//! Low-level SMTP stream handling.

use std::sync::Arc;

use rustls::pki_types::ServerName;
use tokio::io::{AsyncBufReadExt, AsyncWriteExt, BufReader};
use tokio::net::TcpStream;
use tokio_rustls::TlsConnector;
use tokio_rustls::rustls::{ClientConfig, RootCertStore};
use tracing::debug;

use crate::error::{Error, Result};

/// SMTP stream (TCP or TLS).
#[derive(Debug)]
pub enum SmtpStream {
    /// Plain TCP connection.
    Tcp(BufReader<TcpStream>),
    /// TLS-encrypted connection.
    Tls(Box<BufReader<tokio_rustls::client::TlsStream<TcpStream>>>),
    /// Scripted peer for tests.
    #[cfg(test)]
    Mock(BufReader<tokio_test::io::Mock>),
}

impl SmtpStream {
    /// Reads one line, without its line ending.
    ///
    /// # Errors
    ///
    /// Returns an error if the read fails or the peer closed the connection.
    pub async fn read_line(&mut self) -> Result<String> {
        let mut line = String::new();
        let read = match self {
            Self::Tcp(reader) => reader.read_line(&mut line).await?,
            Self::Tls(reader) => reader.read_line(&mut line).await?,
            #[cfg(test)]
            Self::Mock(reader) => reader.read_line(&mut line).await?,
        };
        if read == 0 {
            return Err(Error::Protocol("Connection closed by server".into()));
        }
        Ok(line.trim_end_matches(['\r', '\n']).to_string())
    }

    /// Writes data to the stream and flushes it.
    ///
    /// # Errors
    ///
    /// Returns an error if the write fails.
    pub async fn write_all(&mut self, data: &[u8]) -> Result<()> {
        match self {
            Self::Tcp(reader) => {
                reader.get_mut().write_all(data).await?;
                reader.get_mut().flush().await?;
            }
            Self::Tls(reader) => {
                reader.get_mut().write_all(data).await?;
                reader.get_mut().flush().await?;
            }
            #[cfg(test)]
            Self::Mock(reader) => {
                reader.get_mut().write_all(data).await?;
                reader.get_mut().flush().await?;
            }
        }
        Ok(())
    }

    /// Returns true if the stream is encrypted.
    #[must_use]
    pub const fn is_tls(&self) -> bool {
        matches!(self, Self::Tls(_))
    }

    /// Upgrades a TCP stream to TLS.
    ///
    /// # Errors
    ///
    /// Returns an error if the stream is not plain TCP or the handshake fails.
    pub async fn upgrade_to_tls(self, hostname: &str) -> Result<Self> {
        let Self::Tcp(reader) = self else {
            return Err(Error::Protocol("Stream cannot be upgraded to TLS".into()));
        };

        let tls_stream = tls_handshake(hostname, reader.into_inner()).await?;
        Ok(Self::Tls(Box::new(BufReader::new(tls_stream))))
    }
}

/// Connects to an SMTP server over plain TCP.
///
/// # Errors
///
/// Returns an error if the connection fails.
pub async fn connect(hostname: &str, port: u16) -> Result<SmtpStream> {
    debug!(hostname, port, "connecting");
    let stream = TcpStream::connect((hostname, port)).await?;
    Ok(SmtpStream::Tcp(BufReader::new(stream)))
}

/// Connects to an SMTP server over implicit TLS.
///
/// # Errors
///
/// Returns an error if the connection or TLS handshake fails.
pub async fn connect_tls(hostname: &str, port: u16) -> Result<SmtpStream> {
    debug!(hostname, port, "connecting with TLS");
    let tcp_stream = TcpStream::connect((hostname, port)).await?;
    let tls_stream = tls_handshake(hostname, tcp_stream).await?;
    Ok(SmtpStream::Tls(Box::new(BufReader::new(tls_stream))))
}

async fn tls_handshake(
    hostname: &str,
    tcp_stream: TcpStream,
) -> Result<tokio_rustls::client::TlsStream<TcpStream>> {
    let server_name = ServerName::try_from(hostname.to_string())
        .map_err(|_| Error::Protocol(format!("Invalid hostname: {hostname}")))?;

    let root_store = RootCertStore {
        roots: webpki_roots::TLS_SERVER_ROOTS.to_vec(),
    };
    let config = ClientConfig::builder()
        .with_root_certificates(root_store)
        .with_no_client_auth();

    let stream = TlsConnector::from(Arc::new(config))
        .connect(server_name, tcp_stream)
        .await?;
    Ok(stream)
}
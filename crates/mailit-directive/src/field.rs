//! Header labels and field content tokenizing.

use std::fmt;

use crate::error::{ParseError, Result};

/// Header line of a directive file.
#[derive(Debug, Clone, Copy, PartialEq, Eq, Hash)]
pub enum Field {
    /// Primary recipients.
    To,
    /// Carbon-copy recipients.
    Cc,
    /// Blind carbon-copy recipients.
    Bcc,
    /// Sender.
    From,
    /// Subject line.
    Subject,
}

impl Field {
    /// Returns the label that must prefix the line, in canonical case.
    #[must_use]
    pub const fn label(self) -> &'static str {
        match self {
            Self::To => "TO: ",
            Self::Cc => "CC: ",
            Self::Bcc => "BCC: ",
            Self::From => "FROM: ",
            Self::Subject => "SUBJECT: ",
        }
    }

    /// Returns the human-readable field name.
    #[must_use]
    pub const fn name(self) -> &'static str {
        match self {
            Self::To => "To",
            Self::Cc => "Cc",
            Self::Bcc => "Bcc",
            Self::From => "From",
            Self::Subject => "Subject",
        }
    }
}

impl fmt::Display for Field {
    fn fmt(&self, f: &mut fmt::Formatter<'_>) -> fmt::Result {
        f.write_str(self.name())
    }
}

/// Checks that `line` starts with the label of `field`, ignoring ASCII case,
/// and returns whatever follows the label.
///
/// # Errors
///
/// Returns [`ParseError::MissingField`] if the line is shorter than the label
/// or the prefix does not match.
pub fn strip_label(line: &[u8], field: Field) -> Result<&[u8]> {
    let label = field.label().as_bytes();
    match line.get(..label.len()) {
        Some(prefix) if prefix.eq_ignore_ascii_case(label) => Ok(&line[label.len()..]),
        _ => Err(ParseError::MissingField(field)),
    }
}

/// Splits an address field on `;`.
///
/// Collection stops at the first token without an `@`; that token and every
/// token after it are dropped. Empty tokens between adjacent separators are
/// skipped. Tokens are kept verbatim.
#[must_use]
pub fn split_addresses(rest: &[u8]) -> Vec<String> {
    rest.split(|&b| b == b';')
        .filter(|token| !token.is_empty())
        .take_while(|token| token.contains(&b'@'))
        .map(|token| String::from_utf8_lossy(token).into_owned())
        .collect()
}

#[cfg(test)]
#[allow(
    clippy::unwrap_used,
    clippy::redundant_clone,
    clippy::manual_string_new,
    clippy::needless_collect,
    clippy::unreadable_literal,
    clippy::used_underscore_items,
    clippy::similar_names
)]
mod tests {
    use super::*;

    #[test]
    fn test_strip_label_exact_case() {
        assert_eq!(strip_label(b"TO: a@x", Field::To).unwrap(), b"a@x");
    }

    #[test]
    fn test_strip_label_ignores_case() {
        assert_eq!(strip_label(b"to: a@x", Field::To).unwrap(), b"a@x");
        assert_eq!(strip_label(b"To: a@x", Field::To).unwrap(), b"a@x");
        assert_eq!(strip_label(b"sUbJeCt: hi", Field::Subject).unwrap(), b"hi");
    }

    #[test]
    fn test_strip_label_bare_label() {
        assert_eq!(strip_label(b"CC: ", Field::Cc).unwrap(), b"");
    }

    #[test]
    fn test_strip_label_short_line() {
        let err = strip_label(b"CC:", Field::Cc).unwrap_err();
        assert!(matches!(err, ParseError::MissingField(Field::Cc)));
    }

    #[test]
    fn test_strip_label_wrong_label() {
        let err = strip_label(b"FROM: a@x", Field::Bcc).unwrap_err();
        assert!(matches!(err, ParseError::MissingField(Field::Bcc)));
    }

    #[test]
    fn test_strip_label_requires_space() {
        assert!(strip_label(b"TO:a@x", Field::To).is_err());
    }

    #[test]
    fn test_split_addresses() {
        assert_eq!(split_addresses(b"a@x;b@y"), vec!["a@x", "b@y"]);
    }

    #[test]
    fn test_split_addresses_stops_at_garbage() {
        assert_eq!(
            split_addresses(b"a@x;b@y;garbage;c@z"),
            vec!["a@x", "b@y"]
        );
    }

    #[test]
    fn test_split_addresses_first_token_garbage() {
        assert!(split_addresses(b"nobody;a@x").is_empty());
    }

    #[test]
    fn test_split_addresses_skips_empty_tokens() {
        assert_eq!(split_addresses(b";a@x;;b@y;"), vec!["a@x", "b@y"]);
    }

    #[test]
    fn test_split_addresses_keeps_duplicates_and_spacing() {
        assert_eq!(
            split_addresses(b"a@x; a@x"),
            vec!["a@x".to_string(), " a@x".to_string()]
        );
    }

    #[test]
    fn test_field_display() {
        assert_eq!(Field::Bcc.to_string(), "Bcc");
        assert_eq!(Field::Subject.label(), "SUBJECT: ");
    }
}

..........

## [What the task requires]
Every line above holding the string "static" should be listed.

## [Exercise response]
    pub const fn label(self) -> &'static str {
    pub const fn name(self) -> &'static str {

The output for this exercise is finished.